Folk culture and masculine identity Charles Burnett's 'To Sleep with Anger.'

African American Review, Summer, 1999 by Karen Chandler

To Sleep with Anger, for instance, appeals to audience members' potential interest in narrative as a fictional means of analyzing, judging, and resolving social problems. This process, central to the film's address to its viewers, reflects the critical exertions of audiences engaged with traditional folklore. Not only does the film incorporate important elements of folklore, such as storytelling and song, then, but it demands that its audience make the same kinds of tough ethical decisions called for in the African-American vernacular tradition. Indeed, To Sleep with Anger embodies this process of decision-making in portraying the problems that the protagonist Samuel (Richard Brooks) has in establishing his identity.

Samuel (or Babe Brother, as he is usually called) must choose between the secure, family-oriented ethos of his parents and older brother Junior, and the self-interested, socially disruptive path taken by Harry, a visitor from the family's past. Burnett shapes To Sleep with Anger in a way that encourages viewers to appraise Samuel's choices and thus replicate, to a degree, the process of judgment central to the film's mission. To Sleep with Anger thus recalls the work long done by black vernacular forms: presenting models of African-American selfhood in a morally unstable world, building community, and fostering audience members' capacity for judgment. This updating of folk forms is clearly compatible with the initiatives the writer and film maker Toni Cade Bambara identified in the work of Burnett and other African-American independents who emerged from UCLA in the 1970s and 1980s: "In short," Bambara writes, "they were committed to developing a film language to respectfully express cultural particularity and Black thought" (119-20).
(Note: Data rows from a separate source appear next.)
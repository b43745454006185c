use super::{select_latest, CatalogClient, DownloadStream};
use crate::config::UpdaterConfig;
use crate::error::CatalogError;
use crate::models::{CatalogFile, CatalogVersion, CompatibilityTags};
use async_trait::async_trait;
use futures::StreamExt;
use reqwest::{Client, Url};
use serde::Deserialize;

#[derive(Deserialize)]
struct ModrinthVersion {
    id: String,
    project_id: String,
    version_number: String,
    game_versions: Vec<String>,
    loaders: Vec<String>,
    files: Vec<ModrinthFile>,
    #[serde(default)]
    changelog: Option<String>,
}

#[derive(Deserialize)]
struct ModrinthFile {
    url: String,
    filename: String,
    #[serde(default)]
    size: u64,
    #[serde(default)]
    primary: bool,
}

impl From<ModrinthVersion> for CatalogVersion {
    fn from(v: ModrinthVersion) -> Self {
        CatalogVersion {
            version_id: v.id,
            project_id: v.project_id,
            version_number: v.version_number,
            game_versions: v.game_versions,
            loaders: v.loaders,
            files: v
                .files
                .into_iter()
                .map(|f| CatalogFile {
                    url: f.url,
                    file_name: f.filename,
                    size: f.size,
                    primary: f.primary,
                })
                .collect(),
            changelog: v.changelog,
        }
    }
}

/// Catalog client for the Modrinth v2 REST API.
pub struct ModrinthCatalog {
    client: Client,
    base: String,
}

impl ModrinthCatalog {
    pub fn new(config: &UpdaterConfig) -> Result<Self, CatalogError> {
        let client = Client::builder()
            .user_agent(config.user_agent.clone())
            .timeout(config.request_timeout())
            .build()?;

        Ok(Self {
            client,
            base: config.catalog_base_url.trim_end_matches('/').to_string(),
        })
    }

    fn versions_url(&self, catalog_id: &str) -> Result<Url, CatalogError> {
        let raw = format!("{}/v2/project/{}/version", self.base, catalog_id);
        Url::parse(&raw).map_err(|source| CatalogError::InvalidUrl { url: raw, source })
    }
}

#[async_trait]
impl CatalogClient for ModrinthCatalog {
    async fn latest_version(
        &self,
        catalog_id: &str,
        tags: &CompatibilityTags,
    ) -> Result<CatalogVersion, CatalogError> {
        let url = self.versions_url(catalog_id)?;
        let params = [
            ("game_versions", format!("[\"{}\"]", tags.game_version)),
            ("loaders", format!("[\"{}\"]", tags.loader.to_lowercase())),
        ];

        log::debug!("[Modrinth] Fetching versions of {} for {}", catalog_id, tags);
        let response = self.client.get(url.clone()).query(&params).send().await?;

        if !response.status().is_success() {
            let status = response.status().as_u16();
            let body = response.text().await.unwrap_or_default();
            return Err(CatalogError::Status {
                status,
                url: url.to_string(),
                body,
            });
        }

        let data = response.bytes().await?;
        let versions: Vec<ModrinthVersion> =
            serde_json::from_slice(&data).map_err(|source| CatalogError::Decode {
                context: format!("versions of {}", catalog_id),
                source,
            })?;

        select_latest(
            catalog_id,
            versions.into_iter().map(CatalogVersion::from).collect(),
            tags,
        )
    }

    async fn download(&self, url: &str) -> Result<DownloadStream, CatalogError> {
        let parsed = Url::parse(url).map_err(|source| CatalogError::InvalidUrl {
            url: url.to_string(),
            source,
        })?;

        let response = self.client.get(parsed).send().await?;
        if !response.status().is_success() {
            return Err(CatalogError::Status {
                status: response.status().as_u16(),
                url: url.to_string(),
                body: String::new(),
            });
        }

        let total_bytes = response.content_length();
        let chunks = response
            .bytes_stream()
            .map(|chunk| chunk.map(|bytes| bytes.to_vec()).map_err(CatalogError::from))
            .boxed();

        Ok(DownloadStream {
            total_bytes,
            chunks,
        })
    }
}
To Sleep with Anger signals this dedication to cultural particularity early in exploring generational tensions within the protagonist Babe Brother's middle-class family. Set in a comfortable black residential neighborhood in L.A.'s South Central, the film presents a contemporary world with ties to the rural past. Babe Brother's parents, Suzie (Mary Alice) and Gideon (Paul Butler), maintain a fine, commodious house with a chicken pen and splendid vegetable garden in the backyard. Suzie works as a midwife; Gideon, whom friends call "John Henry," has apparently retired with a comfortable pension; and everything seems to be running smoothly with the family, except for the conflicts between Babe Brother, on the one hand, and Gideon, Suzie, and Junior, on the other. This tension primarily proceeds from the disjunction between Babe Brother's materialistic values and Gideon's, Suzie's, and Junior's very different moral concerns. Suzie and Gideon have shaped a way of life based on family, church, and community service, to which Junior (Carl Lumbry), his wife Pat (Vonetta McGee), and their daughter Rhonda have willingly acceded. By contrast, Babe Brother and his wife Linda (Sheryl Lee Ralph) are an upwardly mobile, materialistic couple contemptuous of Suzie and Gideon's old-fashioned values.